§ Saved entries:
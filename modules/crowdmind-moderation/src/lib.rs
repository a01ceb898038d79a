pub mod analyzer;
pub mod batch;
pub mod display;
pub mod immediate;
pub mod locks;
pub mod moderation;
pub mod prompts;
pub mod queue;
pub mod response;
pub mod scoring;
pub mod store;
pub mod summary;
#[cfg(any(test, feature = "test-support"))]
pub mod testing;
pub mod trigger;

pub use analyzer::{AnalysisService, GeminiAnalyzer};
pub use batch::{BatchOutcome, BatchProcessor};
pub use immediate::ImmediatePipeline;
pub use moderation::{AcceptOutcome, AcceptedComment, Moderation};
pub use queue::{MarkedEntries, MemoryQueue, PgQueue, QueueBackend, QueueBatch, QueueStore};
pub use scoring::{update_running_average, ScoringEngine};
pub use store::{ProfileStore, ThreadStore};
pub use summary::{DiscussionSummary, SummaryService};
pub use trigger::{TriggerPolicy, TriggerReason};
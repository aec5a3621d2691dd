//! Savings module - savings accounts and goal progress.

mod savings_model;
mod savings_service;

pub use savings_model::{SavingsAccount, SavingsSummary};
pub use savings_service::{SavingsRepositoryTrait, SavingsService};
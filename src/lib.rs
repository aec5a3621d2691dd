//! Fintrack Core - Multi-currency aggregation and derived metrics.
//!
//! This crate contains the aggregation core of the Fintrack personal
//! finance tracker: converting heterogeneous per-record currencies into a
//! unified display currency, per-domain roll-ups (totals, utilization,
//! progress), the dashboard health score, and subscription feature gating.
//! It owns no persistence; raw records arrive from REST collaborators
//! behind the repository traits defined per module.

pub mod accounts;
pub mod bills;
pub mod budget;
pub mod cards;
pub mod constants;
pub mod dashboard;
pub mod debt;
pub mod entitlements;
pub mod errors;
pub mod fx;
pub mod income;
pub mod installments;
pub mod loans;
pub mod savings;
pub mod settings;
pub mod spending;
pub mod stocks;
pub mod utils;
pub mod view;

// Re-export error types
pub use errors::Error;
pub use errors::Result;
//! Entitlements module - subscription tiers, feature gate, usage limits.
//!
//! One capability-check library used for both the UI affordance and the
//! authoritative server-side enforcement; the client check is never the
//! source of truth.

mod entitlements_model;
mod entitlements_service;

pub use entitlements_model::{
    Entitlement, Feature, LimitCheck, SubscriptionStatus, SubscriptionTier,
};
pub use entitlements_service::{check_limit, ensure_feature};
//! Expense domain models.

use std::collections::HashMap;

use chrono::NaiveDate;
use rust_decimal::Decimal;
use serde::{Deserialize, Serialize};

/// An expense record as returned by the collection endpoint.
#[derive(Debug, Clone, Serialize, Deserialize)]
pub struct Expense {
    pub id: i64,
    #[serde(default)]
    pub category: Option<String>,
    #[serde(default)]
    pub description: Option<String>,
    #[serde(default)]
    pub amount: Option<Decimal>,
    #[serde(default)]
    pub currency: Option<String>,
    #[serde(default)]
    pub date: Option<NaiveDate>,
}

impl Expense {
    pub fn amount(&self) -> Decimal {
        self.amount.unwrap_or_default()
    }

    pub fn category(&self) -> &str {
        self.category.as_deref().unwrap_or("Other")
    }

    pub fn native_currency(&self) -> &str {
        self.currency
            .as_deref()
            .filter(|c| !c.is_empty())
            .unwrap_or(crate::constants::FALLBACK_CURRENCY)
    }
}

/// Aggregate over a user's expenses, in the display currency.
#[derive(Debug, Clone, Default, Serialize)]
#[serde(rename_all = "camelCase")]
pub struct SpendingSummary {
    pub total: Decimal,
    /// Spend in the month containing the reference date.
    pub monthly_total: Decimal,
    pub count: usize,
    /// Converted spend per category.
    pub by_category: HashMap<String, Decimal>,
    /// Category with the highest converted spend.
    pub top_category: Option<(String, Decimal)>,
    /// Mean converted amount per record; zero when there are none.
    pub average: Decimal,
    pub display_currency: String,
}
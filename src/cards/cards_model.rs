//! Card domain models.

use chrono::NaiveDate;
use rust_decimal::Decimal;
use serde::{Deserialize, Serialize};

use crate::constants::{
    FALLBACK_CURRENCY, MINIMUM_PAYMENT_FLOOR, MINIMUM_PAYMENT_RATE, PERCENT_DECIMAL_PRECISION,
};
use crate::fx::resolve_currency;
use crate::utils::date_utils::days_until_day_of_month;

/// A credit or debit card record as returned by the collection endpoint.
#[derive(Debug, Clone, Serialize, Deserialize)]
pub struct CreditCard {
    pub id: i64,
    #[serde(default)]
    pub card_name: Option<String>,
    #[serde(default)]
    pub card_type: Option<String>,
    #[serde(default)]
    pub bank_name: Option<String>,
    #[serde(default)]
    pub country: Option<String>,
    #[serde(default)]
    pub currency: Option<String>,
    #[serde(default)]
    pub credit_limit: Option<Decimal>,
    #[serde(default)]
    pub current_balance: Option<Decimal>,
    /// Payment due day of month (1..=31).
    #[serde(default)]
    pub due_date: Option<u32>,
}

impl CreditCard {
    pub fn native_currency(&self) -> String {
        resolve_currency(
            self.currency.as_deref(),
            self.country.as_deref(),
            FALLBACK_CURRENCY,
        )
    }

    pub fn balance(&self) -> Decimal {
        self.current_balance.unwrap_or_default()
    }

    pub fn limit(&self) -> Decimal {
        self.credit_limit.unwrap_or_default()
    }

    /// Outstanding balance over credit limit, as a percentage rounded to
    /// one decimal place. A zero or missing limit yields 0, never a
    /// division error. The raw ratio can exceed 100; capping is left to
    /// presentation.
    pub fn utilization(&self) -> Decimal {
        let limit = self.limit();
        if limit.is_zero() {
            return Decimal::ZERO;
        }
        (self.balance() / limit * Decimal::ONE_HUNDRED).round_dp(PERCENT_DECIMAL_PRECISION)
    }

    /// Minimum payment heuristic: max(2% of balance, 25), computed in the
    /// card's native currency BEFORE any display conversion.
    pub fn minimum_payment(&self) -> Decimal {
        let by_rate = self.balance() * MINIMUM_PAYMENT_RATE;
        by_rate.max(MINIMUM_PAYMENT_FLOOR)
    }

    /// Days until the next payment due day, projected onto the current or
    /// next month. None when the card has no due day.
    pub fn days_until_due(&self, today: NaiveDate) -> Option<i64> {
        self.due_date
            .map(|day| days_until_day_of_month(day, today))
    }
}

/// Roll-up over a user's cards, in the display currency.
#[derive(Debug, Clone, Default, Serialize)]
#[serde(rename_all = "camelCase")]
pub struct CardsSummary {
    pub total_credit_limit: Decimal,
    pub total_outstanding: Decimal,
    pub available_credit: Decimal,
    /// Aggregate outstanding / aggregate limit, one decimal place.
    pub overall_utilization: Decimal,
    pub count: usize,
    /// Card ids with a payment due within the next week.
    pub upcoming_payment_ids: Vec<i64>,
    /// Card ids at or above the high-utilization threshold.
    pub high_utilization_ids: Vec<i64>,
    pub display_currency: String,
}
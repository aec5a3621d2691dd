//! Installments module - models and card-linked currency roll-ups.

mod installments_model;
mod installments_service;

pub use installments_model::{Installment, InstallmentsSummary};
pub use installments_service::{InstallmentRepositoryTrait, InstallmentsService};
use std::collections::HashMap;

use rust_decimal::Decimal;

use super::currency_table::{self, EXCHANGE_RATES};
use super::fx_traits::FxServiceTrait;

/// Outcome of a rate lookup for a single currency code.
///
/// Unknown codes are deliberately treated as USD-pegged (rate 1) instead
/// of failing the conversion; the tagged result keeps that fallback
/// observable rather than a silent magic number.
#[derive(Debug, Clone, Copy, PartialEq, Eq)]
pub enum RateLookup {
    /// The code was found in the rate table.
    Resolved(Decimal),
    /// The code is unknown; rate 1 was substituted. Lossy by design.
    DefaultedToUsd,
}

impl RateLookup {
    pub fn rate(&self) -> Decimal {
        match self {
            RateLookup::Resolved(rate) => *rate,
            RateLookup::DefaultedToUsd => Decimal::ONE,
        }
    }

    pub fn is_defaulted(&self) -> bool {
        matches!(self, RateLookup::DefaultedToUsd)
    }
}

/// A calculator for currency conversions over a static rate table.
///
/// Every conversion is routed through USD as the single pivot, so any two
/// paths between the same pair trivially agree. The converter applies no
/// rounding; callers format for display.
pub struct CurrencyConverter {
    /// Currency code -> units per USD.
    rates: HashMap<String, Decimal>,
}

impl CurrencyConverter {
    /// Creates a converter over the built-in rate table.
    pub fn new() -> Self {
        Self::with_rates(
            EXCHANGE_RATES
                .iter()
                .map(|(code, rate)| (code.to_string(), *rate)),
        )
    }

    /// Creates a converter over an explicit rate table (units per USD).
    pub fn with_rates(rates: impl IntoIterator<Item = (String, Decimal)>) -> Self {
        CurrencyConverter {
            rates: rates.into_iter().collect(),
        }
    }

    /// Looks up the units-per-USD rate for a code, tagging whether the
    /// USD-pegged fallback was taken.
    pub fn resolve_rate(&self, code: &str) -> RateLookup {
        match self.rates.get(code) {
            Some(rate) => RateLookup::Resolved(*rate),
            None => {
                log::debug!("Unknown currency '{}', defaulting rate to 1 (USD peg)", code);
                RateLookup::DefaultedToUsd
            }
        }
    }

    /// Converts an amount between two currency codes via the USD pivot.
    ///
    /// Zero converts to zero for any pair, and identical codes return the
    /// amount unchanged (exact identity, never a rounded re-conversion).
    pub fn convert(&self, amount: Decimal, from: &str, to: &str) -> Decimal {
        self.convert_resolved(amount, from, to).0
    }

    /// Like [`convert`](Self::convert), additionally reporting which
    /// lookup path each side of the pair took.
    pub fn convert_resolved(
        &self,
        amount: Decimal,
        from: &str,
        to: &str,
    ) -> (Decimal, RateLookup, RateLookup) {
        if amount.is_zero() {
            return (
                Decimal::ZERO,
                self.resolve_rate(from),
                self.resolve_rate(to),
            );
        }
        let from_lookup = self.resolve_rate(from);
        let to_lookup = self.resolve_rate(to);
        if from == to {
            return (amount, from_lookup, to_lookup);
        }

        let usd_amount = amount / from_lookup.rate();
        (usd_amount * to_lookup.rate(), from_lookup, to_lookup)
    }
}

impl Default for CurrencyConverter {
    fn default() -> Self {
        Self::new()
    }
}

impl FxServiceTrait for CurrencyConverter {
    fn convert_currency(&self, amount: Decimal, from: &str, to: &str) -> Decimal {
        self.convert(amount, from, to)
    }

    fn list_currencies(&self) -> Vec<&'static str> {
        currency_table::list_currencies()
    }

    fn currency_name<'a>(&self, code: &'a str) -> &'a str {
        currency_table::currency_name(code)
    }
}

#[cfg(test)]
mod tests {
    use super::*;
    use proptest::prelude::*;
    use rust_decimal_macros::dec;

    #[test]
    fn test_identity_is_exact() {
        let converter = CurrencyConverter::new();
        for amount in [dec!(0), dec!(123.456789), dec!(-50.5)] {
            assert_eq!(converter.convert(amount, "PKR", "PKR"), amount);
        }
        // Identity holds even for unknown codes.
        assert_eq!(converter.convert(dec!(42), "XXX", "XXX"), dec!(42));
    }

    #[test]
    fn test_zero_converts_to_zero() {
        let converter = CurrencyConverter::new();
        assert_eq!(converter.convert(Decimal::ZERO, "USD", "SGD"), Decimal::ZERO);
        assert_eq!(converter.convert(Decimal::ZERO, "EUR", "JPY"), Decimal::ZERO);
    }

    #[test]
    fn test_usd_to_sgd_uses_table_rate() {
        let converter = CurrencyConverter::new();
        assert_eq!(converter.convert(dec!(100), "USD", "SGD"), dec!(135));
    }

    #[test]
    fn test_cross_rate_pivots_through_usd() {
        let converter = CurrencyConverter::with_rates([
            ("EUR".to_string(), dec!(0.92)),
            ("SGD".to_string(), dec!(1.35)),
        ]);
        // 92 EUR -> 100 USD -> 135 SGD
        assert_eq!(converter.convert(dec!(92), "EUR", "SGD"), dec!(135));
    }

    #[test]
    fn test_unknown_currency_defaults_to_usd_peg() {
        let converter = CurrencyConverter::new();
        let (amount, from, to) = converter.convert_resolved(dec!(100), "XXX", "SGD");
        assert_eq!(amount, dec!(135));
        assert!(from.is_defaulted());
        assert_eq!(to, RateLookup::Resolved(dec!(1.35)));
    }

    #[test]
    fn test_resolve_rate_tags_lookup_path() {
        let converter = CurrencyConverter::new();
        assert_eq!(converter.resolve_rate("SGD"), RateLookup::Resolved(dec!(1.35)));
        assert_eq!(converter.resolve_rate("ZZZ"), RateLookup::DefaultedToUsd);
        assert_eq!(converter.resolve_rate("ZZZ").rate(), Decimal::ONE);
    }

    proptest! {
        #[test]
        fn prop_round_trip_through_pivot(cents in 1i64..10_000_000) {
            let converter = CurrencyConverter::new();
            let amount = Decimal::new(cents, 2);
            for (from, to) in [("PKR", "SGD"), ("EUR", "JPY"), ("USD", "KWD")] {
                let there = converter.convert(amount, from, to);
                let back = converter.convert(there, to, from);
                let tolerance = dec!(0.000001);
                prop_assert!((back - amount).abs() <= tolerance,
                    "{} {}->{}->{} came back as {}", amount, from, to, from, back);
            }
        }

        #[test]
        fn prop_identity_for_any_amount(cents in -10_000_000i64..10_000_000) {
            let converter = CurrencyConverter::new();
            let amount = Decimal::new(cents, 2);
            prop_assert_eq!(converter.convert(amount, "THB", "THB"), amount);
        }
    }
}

§ WHAT IS NEEDED: Among the entries above, find every line holding "moderation" and copy it.

§ SOLUTION FOR THIS EXERCISE:
filename modules/crowdmind-moderation/src/lib.rs
pub mod moderation;
pub use moderation::{AcceptOutcome, AcceptedComment, Moderation};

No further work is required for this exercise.